Ces deux tendances contradictoires de Monseigneur Lefebvre, travailler avec le Novus Ordo d’un côté et de l’autre préserver la Foi Catholique, seront à l’origine des deux factions qui prendront naissance à Ecône: la ligne des mous, les libéraux qui préféreront le compromis avec la Foi Catholique dans le but d’obtenir l’approbation du Novus Ordo, et la ligne des durs qui préféreront abandonner tout espoir d’approbation de la part du Novus Ordo plutôt que de compromettre la Foi.
Comme je le disais il y a dix ans dans un article intitulé The Crux of the Matter, Monseigneur donna aux deux factions des motifs d’espérance. Certaines déclarations et certains actes se rangeaient du côté des mous, d’autres du côté des durs. Le résultat fut que chaque parti pouvait se vanter d’être l’interprète des idées et des tendances de Monseigneur.
En fait celui-ci suivait une voie qui n’était ni celle de l’un ni celle de l’autre parti. La méthode qu’il préconisait pour résoudre la crise de l’Eglise consistait à mettre sur pied une grande armée de prêtres traditionalistes qui seraient envoyés partout dire la Messe; par leur Messe et leur apostolat ils auraient attiré les catholiques. Le Novus Ordo périra faute de vocations, pensait-il, et rapidement le Vatican et les évêques devront capituler devant le fait que les seuls prêtres à demeurer seront traditionalistes. Bon gré mal gré ils devront retourner à la tradition. Par ailleurs, Monseigneur sentait qu’il était absolument nécessaire de préserver la doctrine catholique, la liturgie et la pratique et par conséquent de résister à l’autorité du Novus Ordo, c’est-à-dire, en particulier à Paul VI.

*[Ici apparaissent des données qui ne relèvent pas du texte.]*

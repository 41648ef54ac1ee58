// src/store/records.rs

//! In-memory record table shared by the store backends.

use std::collections::BTreeMap;

use serde::{Deserialize, Serialize};
use serde_json::{Map, Value};

use crate::errors::{AgentError, Result};
use crate::types::RecordId;

/// All records keyed by identity. Each record is a JSON object carrying its
/// own `id` field.
#[derive(Debug, Clone, Default, Serialize, Deserialize)]
#[serde(transparent)]
pub struct Records {
    records: BTreeMap<RecordId, Map<String, Value>>,
}

impl Records {
    pub fn new() -> Self {
        Self::default()
    }

    pub fn get(&self, id: &RecordId) -> Option<Value> {
        self.records.get(id).cloned().map(Value::Object)
    }

    /// Insert or replace a record under an explicit identity.
    pub fn put(&mut self, id: RecordId, record: Value) -> Result<Value> {
        let mut fields = into_object(&id, record)?;
        fields.insert("id".to_string(), Value::String(id.to_string()));
        self.records.insert(id, fields.clone());
        Ok(Value::Object(fields))
    }

    /// Shallow-merge `patch` into an existing record.
    ///
    /// Fields absent from the patch are left untouched; the `id` field cannot
    /// be overwritten.
    pub fn merge(&mut self, id: &RecordId, patch: Value) -> Result<Value> {
        let patch = into_object(id, patch)?;
        let fields = self
            .records
            .get_mut(id)
            .ok_or_else(|| AgentError::RecordNotFound(id.clone()))?;

        for (key, value) in patch {
            if key == "id" {
                continue;
            }
            fields.insert(key, value);
        }

        Ok(Value::Object(fields.clone()))
    }

    /// Store `record` under a freshly generated identity in `table`.
    pub fn create(&mut self, table: &str, record: Value) -> Result<RecordId> {
        let id = RecordId::generate(table);
        self.put(id.clone(), record)?;
        Ok(id)
    }

    pub fn delete(&mut self, id: &RecordId) -> bool {
        self.records.remove(id).is_some()
    }

    /// All records of a table, ordered by identity.
    pub fn list(&self, table: &str) -> Vec<Value> {
        self.records
            .iter()
            .filter(|(id, _)| id.table() == table)
            .map(|(_, fields)| Value::Object(fields.clone()))
            .collect()
    }
}

fn into_object(id: &RecordId, value: Value) -> Result<Map<String, Value>> {
    match value {
        Value::Object(map) => Ok(map),
        other => Err(AgentError::MalformedRecord {
            id: id.clone(),
            reason: format!("expected a JSON object, got {other}"),
        }),
    }
}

De ce double propos naquit la seule solution possible: “le filtrage”. Reconnaître l’autorité du Novus Ordo comme l’autorité catholique, mais passer au filtre ses doctrines, ses lois et sa liturgie pour retenir ce qui est catholique et rejeter ce qui ne l’est pas.
Aussi Monseigneur Lefebvre chercha-t-il à former des séminaristes qui acceptent cette solution et, bien entendu, regardent la Fraternité – c’est-à-dire lui – comme l’autorité habilitée à jouer ce rôle de “filtre”. C’est ainsi que prit naissance le “culte de Monseigneur”. Incapables de résoudre le problème de l’autorité, les séminaristes considéraient Monseigneur Lefebvre comme le porte-parole exceptionnel de Dieu dans cette crise. Rome n’était plus un problème du moment que Monseigneur était là pour en interpréter la pensée et pour nous conduire entre les divers obstacles modernistes qu’elle suscitait.

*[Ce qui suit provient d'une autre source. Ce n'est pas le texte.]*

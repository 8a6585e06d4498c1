//! Blocking HTTP client for the People API and Google's CardDAV endpoint.

use std::time::Duration;

use anyhow::{Context, Result};
use reqwest::blocking::Client;
use reqwest::header::CONTENT_TYPE;
use reqwest::Method;

use super::people::CONTACT_RESOURCE_PAGE_SIZE;
use super::{ConnectionsPage, ContactsRemote};
use crate::config::Endpoints;

pub const HTTP_TIMEOUT: Duration = Duration::from_secs(120);

const CONNECTIONS_PATH: &str = "/v1/people/me/connections";

pub struct GoogleApi {
    client: Client,
    endpoints: Endpoints,
}

impl GoogleApi {
    pub fn new(endpoints: Endpoints) -> Result<Self> {
        let client = Client::builder()
            .timeout(HTTP_TIMEOUT)
            .user_agent(concat!("gcardvault/", env!("CARGO_PKG_VERSION")))
            .build()
            .context("failed to build HTTP client")?;
        Ok(Self { client, endpoints })
    }

    fn addressbook_url(&self, principal: &str) -> String {
        format!(
            "{}/carddav/v1/principals/{}/lists/default/",
            self.endpoints.carddav, principal
        )
    }
}

impl ContactsRemote for GoogleApi {
    fn request_contact_list(&self, token: &str, page_token: Option<&str>) -> Result<ConnectionsPage> {
        let url = format!("{}{}", self.endpoints.people_api, CONNECTIONS_PATH);
        let page_size = CONTACT_RESOURCE_PAGE_SIZE.to_string();

        let mut query: Vec<(&str, &str)> = vec![
            ("sources", "READ_SOURCE_TYPE_CONTACT"),
            ("personFields", "metadata,names"),
            ("sortOrder", "FIRST_NAME_ASCENDING"),
            ("pageSize", page_size.as_str()),
        ];
        if let Some(page_token) = page_token {
            query.push(("pageToken", page_token));
        }

        self.client
            .get(&url)
            .bearer_auth(token)
            .query(&query)
            .send()
            .with_context(|| format!("request to {url} failed"))?
            .error_for_status()
            .context("People API returned an error")?
            .json::<ConnectionsPage>()
            .context("failed to decode People API response")
    }

    fn request_carddav_report(&self, token: &str, principal: &str, body: &str) -> Result<String> {
        let url = self.addressbook_url(principal);
        let method = Method::from_bytes(b"REPORT").context("invalid HTTP method")?;

        self.client
            .request(method, &url)
            .bearer_auth(token)
            .header(CONTENT_TYPE, "application/xml; charset=utf-8")
            .body(body.to_string())
            .send()
            .with_context(|| format!("REPORT request to {url} failed"))?
            .error_for_status()
            .context("CardDAV server returned an error")?
            .text()
            .context("failed to read CardDAV response")
    }
}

De 1970 à 1975, ces trois courants, ligne des durs, ligne des mous et ligne de Monseigneur se développèrent parallèlement et n’eurent que de rares accrochages d’ordre mineur. Les “durs” faisaient connaître ouvertement leurs opinions sédévacantistes vis -à-vis de Paul VI. Ils ne voyaient pas non plus la nécessité de cacher leur allégeance au Bréviaire et aux rubriques de Saint Pie X , et partout dans le séminaire, on pouvait voir des séminaristes avec ces bréviaires.
En classe, les “durs” bataillaient contre les professeurs de tendance moderniste; un certain anglais bien connu, maintenant évêque, menait la troupe. Les “mous” défendaient les professeurs et harcelaient les “durs”. Monseigneur Lefebvre restait généralement en dehors.

De ce double propos naquit la seule solution possible: “le filtrage”. Reconnaître l’autorité du Novus Ordo comme l’autorité catholique, mais passer au filtre ses doctrines, ses lois et sa liturgie pour retenir ce qui est catholique et rejeter ce qui ne l’est pas.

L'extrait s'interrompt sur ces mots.